On an input-output pair $(x,y)$, the error of prediction of $y$ by $\Phi(x;u)$ is measured by a loss $\ell(y, \Phi(x;u))$ such as the squared loss, $\ell_2(y,\Phi(x;u))=\frac{1}{2} \|y-\Phi(x;u)\|_2^2$ or logistic loss and the learning procedure consists of minimizing the empirical loss on the set of input-output training examples $(x_1,y_1),\ldots,(x_n,y_n)$ leading to the optimization problem
$$
   \min_{\substack{u = (u_1,\ldots,u_L)}} \quad \frac{1}{n} \sum_{i=1}^n \ell(y_i,\Phi(x_i;u)).
$$

Instantiate a simple network
----------------------------------
A neural network can easily be defined using the framework provided by [PyTorch](https://pytorch.org/). There, a network is an object defined by
* the affine transformations parameterized by $u_1,\ldots,u_L$ above, that are the attributes of the network , through the constructor `__init__`,
* the whole operations made on an input by the network, i.e. the function $\Phi$ defined above, (so composing the linear transformations with non-linear ones), through the function <code>forward</code>.

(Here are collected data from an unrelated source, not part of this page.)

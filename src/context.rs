//! Request-scoped context values and logger propagation.
//!
//! # Responsibilities
//! - Carry immutable values along a call chain
//! - Attach a [`Logger`] to a context and look it up again
//! - Fall back to the process-wide default logger when none is attached
//!
//! # Design Decisions
//! - Values are keyed by the `TypeId` of a key type; a private key type
//!   cannot collide with keys defined elsewhere
//! - Adding a value returns a new context; the parent is never modified
//! - Async call chains can install a current context with [`scope`]

use std::any::{Any, TypeId};
use std::fmt;
use std::future::Future;
use std::sync::Arc;

use crate::default::default;
use crate::logger::Logger;

struct Node {
    key: TypeId,
    value: Arc<dyn Any + Send + Sync>,
    parent: Option<Arc<Node>>,
}

/// An immutable, cheaply clonable bag of request-scoped values.
#[derive(Clone, Default)]
pub struct Context {
    head: Option<Arc<Node>>,
}

impl Context {
    /// The empty root context.
    pub fn background() -> Self {
        Self::default()
    }

    /// Derive a context that carries `value` under key type `K`.
    pub fn with_value<K: 'static, V: Any + Send + Sync>(&self, value: V) -> Self {
        Self {
            head: Some(Arc::new(Node {
                key: TypeId::of::<K>(),
                value: Arc::new(value),
                parent: self.head.clone(),
            })),
        }
    }

    /// Nearest value stored under key type `K`, if it has type `V`.
    pub fn value<K: 'static, V: Any + Send + Sync>(&self) -> Option<&V> {
        let key = TypeId::of::<K>();
        let mut node = self.head.as_deref();
        while let Some(n) = node {
            if n.key == key {
                return n.value.downcast_ref::<V>();
            }
            node = n.parent.as_deref();
        }
        None
    }
}

impl fmt::Debug for Context {
    fn fmt(&self, f: &mut fmt::Formatter<'_>) -> fmt::Result {
        let mut depth = 0;
        let mut node = self.head.as_deref();
        while let Some(n) = node {
            depth += 1;
            node = n.parent.as_deref();
        }
        f.debug_struct("Context").field("values", &depth).finish()
    }
}

/// Key under which the logger is stored. Not reachable outside this module.
struct LoggerKey;

/// Return a context that carries `logger`.
pub fn context_with_logger(ctx: &Context, logger: Logger) -> Context {
    ctx.with_value::<LoggerKey, Logger>(logger)
}

/// Logger attached to `ctx`, or the process-wide default.
pub(crate) fn logger_from_context(ctx: &Context) -> Logger {
    match ctx.value::<LoggerKey, Logger>() {
        Some(logger) => logger.clone(),
        None => default(),
    }
}

/// Logger attached to `ctx`, or the process-wide default.
pub fn l(ctx: &Context) -> Logger {
    logger_from_context(ctx)
}

tokio::task_local! {
    static CURRENT: Context;
}

/// Run `fut` with `ctx` as the current task's context.
pub async fn scope<F: Future>(ctx: Context, fut: F) -> F::Output {
    CURRENT.scope(ctx, fut).await
}

/// The current task's context, or the background context outside [`scope`].
pub fn current() -> Context {
    CURRENT.try_with(Context::clone).unwrap_or_default()
}
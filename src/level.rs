//! Severity levels.
//!
//! Levels are plain integers on a fixed-point scale so that custom levels can
//! sit between the named ones:
//!
//! ```text
//! DEBUG = -4    INFO = 0    WARN = 4    ERROR = 8
//! ```

use std::fmt;

/// Importance of a log record. Higher is more severe.
#[derive(Debug, Clone, Copy, PartialEq, Eq, PartialOrd, Ord, Hash)]
pub struct Level(pub i32);

impl Level {
    pub const DEBUG: Level = Level(-4);
    pub const INFO: Level = Level(0);
    pub const WARN: Level = Level(4);
    pub const ERROR: Level = Level(8);

    /// Map a symbolic level name to its numeric level.
    ///
    /// Unrecognized names fall back to [`Level::INFO`]; no error is signaled.
    pub fn from_name(name: &str) -> Level {
        match name {
            "debug" => Level::DEBUG,
            "info" => Level::INFO,
            "warn" => Level::WARN,
            "error" => Level::ERROR,
            _ => Level::INFO,
        }
    }

    /// Whether `name` is one of the four recognized level names.
    pub fn is_known_name(name: &str) -> bool {
        matches!(name, "debug" | "info" | "warn" | "error")
    }
}

impl Default for Level {
    fn default() -> Self {
        Level::INFO
    }
}

impl fmt::Display for Level {
    /// Named levels print bare; anything in between prints as an offset from
    /// the nearest named level below it, e.g. `INFO+2` or `DEBUG-1`.
    fn fmt(&self, f: &mut fmt::Formatter<'_>) -> fmt::Result {
        let (name, base) = match self.0 {
            l if l < Level::INFO.0 => ("DEBUG", Level::DEBUG.0),
            l if l < Level::WARN.0 => ("INFO", Level::INFO.0),
            l if l < Level::ERROR.0 => ("WARN", Level::WARN.0),
            _ => ("ERROR", Level::ERROR.0),
        };
        match self.0 - base {
            0 => f.write_str(name),
            delta => write!(f, "{name}{delta:+}"),
        }
    }
}

impl From<tracing::Level> for Level {
    fn from(level: tracing::Level) -> Self {
        match level {
            tracing::Level::TRACE => Level(Level::DEBUG.0 - 4),
            tracing::Level::DEBUG => Level::DEBUG,
            tracing::Level::INFO => Level::INFO,
            tracing::Level::WARN => Level::WARN,
            tracing::Level::ERROR => Level::ERROR,
        }
    }
}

We will see different linear and non-linear operations in this lab. For the moment we will just use the ones presented before, i.e. affine transformation and the softplus function.

To begin with, we will define a simple Multi-Layer Perceptron (MLP) for images with two layers, i.e. parameterized by two linear transformations ($u_1, u_2$). The Mapping $\Phi$ will then reduce the input (in this case, an image) to a vector, apply the first affine map (such a layer is called fully connected (fc below)), then the soft-plus function as the non-linearity $\sigma$ and finally apply the second affine map.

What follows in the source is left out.